-z/OSMF Configuration Guide contains figures about different RACF/ZOSMF implementations.

-This technical document intents to translate all RACF command to CA Top Secret command to implement z/OSMF with CA Top Secret.

-There is a file attached to this technical document which contains all command and instructions to follow.

-Although the attached file contains the Top Secret equivalent commands of the RACF ones, some additional work has to be done.

-With Top Secret a GROUP type is only defined for USS purposes i.e. to own GID. 

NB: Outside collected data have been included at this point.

//! Query routing: decides which agent handles a user query.
//!
//! The router is a pure, synchronous component: a keyword gazetteer scan
//! with conversation-context fallback, a strict force/keyword/context/default
//! precedence, and a trailing-window switch policy. Everything downstream of
//! the decision (tools, stores, APIs) belongs to the selected agent.

pub mod gazetteer;
pub mod keyword;
pub mod selector;
pub mod switch;
pub mod traits;

pub use gazetteer::Gazetteer;
pub use keyword::KeywordRouter;
pub use selector::{describe_agent, detect_ontario_query, select_agent};
pub use switch::{can_switch_agents, WORKFLOW_INDICATORS};
pub use traits::{AgentKind, MatchedBy, RouteContext, RouteMatch, Router, UnknownAgentError};
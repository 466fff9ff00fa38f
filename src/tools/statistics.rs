//! Environmental statistics tool for a named Ontario area.
//!
//! Biodiversity metrics come from iNaturalist, bird metrics from eBird.
//! Water quality is a named metric pending dataset integration.

use async_trait::async_trait;
use chrono::NaiveDate;
use serde::Deserialize;
use serde_json::json;
use std::collections::HashSet;
use std::sync::Arc;
use tracing::{debug, warn};

use crate::datasets::{BoundingBox, DateRange, Observation, ObservationProvider};
use crate::store::AreaStore;

use super::traits::{Tool, ToolResult};

/// Default observation window when no dates are supplied.
const DEFAULT_WINDOW_DAYS: i64 = 30;
const OBSERVATION_LIMIT: usize = 200;
/// How many individual observations are echoed back in the payload.
const SAMPLE_SIZE: usize = 20;

pub struct AreaStatisticsTool {
    store: Arc<dyn AreaStore>,
    inaturalist: Arc<dyn ObservationProvider>,
    ebird: Option<Arc<dyn ObservationProvider>>,
}

impl AreaStatisticsTool {
    pub fn new(
        store: Arc<dyn AreaStore>,
        inaturalist: Arc<dyn ObservationProvider>,
        ebird: Option<Arc<dyn ObservationProvider>>,
    ) -> Self {
        Self {
            store,
            inaturalist,
            ebird,
        }
    }
}

#[derive(Debug, Deserialize)]
struct StatisticsArgs {
    area_name: String,
    #[serde(default)]
    metric: Option<String>,
    #[serde(default)]
    start_date: Option<String>,
    #[serde(default)]
    end_date: Option<String>,
}

fn parse_date(raw: &str) -> Result<NaiveDate, String> {
    NaiveDate::parse_from_str(raw, "%Y-%m-%d")
        .map_err(|_| format!("invalid date {raw:?} (expected YYYY-MM-DD)"))
}

/// Resolve the requested window, defaulting either end to the trailing
/// 30-day range.
fn resolve_range(start: Option<&str>, end: Option<&str>) -> Result<DateRange, String> {
    let default = DateRange::trailing_days(DEFAULT_WINDOW_DAYS);
    Ok(DateRange {
        start: start.map(parse_date).transpose()?.unwrap_or(default.start),
        end: end.map(parse_date).transpose()?.unwrap_or(default.end),
    })
}

fn observation_sample(observations: &[Observation]) -> Vec<serde_json::Value> {
    observations
        .iter()
        .take(SAMPLE_SIZE)
        .map(|o| {
            json!({
                "species_name": o.species_name,
                "common_name": o.common_name,
                "observed_at": o.observed_at.map(|d| d.format("%Y-%m-%d").to_string()),
                "latitude": o.latitude,
                "longitude": o.longitude,
                "source": o.source,
            })
        })
        .collect()
}

#[async_trait]
impl Tool for AreaStatisticsTool {
    fn name(&self) -> &str {
        "area_statistics"
    }

    fn description(&self) -> &str {
        "Get environmental statistics for an Ontario protected area: \
         biodiversity observations (iNaturalist) or bird observations (eBird) \
         over a date range."
    }

    fn parameters_schema(&self) -> serde_json::Value {
        json!({
            "type": "object",
            "properties": {
                "area_name": {
                    "type": "string",
                    "description": "Name of the Ontario area (park, conservation area, or territory)"
                },
                "metric": {
                    "type": "string",
                    "enum": ["biodiversity", "birds", "water_quality"],
                    "description": "Metric to retrieve (default: biodiversity)"
                },
                "start_date": {
                    "type": "string",
                    "description": "Start date for observations (YYYY-MM-DD, default: 30 days ago)"
                },
                "end_date": {
                    "type": "string",
                    "description": "End date for observations (YYYY-MM-DD, default: today)"
                }
            },
            "required": ["area_name"]
        })
    }

    async fn execute(&self, args: serde_json::Value) -> anyhow::Result<ToolResult> {
        let args: StatisticsArgs = match serde_json::from_value(args) {
            Ok(args) => args,
            Err(e) => return Ok(ToolResult::failure(format!("invalid arguments: {e}"))),
        };

        let range = match resolve_range(args.start_date.as_deref(), args.end_date.as_deref()) {
            Ok(range) => range,
            Err(e) => return Ok(ToolResult::failure(e)),
        };

        let metric = args.metric.as_deref().unwrap_or("biodiversity");
        debug!(
            "statistics for {:?}, metric: {metric}, {} to {}",
            args.area_name, range.start, range.end
        );

        let records = match self.store.find_by_name(&args.area_name, None, 1).await {
            Ok(records) => records,
            Err(e) => return Ok(ToolResult::failure(format!("area lookup failed: {e}"))),
        };
        let Some(area) = records.first() else {
            return Ok(ToolResult::json(&json!({
                "status": "not_found",
                "message": format!(
                    "Area '{}' not found in Ontario database. Try using pick_area first.",
                    args.area_name
                ),
                "area_name": args.area_name,
                "suggestion": "Use the pick_area tool to search for the area",
            })));
        };

        let Some(bounds) = area
            .geometry
            .as_deref()
            .and_then(BoundingBox::from_geojson)
        else {
            warn!("area {:?} has no usable geometry", area.name);
            return Ok(ToolResult::failure(format!(
                "area '{}' has no usable geometry for an observation query",
                area.name
            )));
        };

        let provider: &Arc<dyn ObservationProvider> = match metric {
            "biodiversity" | "species_count" => &self.inaturalist,
            "birds" => match &self.ebird {
                Some(ebird) => ebird,
                None => {
                    return Ok(ToolResult::failure(
                        "eBird API key not configured; bird statistics are unavailable",
                    ))
                }
            },
            "water_quality" => {
                return Ok(ToolResult::json(&json!({
                    "status": "not_available",
                    "message": "Water quality integration is not yet available for Ontario areas",
                    "area": area.name,
                })));
            }
            other => {
                return Ok(ToolResult::failure(format!(
                    "unsupported metric {other:?} (expected 'biodiversity', 'birds', or 'water_quality')"
                )));
            }
        };

        let observations = match provider
            .fetch_observations(&bounds, &range, OBSERVATION_LIMIT)
            .await
        {
            Ok(observations) => observations,
            Err(e) => {
                return Ok(ToolResult::failure(format!(
                    "{} query failed: {e}",
                    provider.source()
                )))
            }
        };

        let species: HashSet<&str> = observations
            .iter()
            .map(|o| o.species_name.as_str())
            .collect();

        Ok(ToolResult::json(&json!({
            "status": "found",
            "area": area.name,
            "area_type": area.area_type.label(),
            "metric": metric,
            "source": provider.source(),
            "period": {
                "start": range.start.format("%Y-%m-%d").to_string(),
                "end": range.end.format("%Y-%m-%d").to_string(),
            },
            "observation_count": observations.len(),
            "species_count": species.len(),
            "observations": observation_sample(&observations),
        })))
    }
}
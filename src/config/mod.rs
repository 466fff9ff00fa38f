pub mod schema;

#[allow(unused_imports)]
pub use schema::{
    ChatConfig, Config, DatabaseConfig, DatasetsConfig, GatewayConfig, RoutingConfig,
};

#[cfg(test)]
mod tests {
    use super::*;

    #[test]
    fn reexported_config_default_is_constructible() {
        let config = Config::default();

        assert!(!config.database.url.is_empty());
        assert!(!config.chat.model.is_empty());
        assert!(config.chat.temperature > 0.0);
    }
}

-With RACF a GROUP can have a GID and PERMITS, but with Top Secret it is needed to defined a PROFILE type acid to handle the PERMITS done with RACF to a GROUP.

-It's why with Top Secret IZUADMIN, IZUUSER and IZUUNGRP are defined as GROUP type acid. To handle the RACF PERMITS PROFILEs needs to be created and have to replace IZUADMIN, IZUUSER and IZUUNGRP when RACF PERMITs are made.

-The following profiles have been intentionally chosen for this purpose: 

IZUADNPR is for IZUADMIN

IZUUSRPR is for IZUUSER

-There are no RACF PERMITS for IZUUNGRP group.

-Duplicates TSS ADD may exist, keep one and get rid of others.

-You have to change cert#001, cert#002, #dept and #keyr with names to fit your requirements.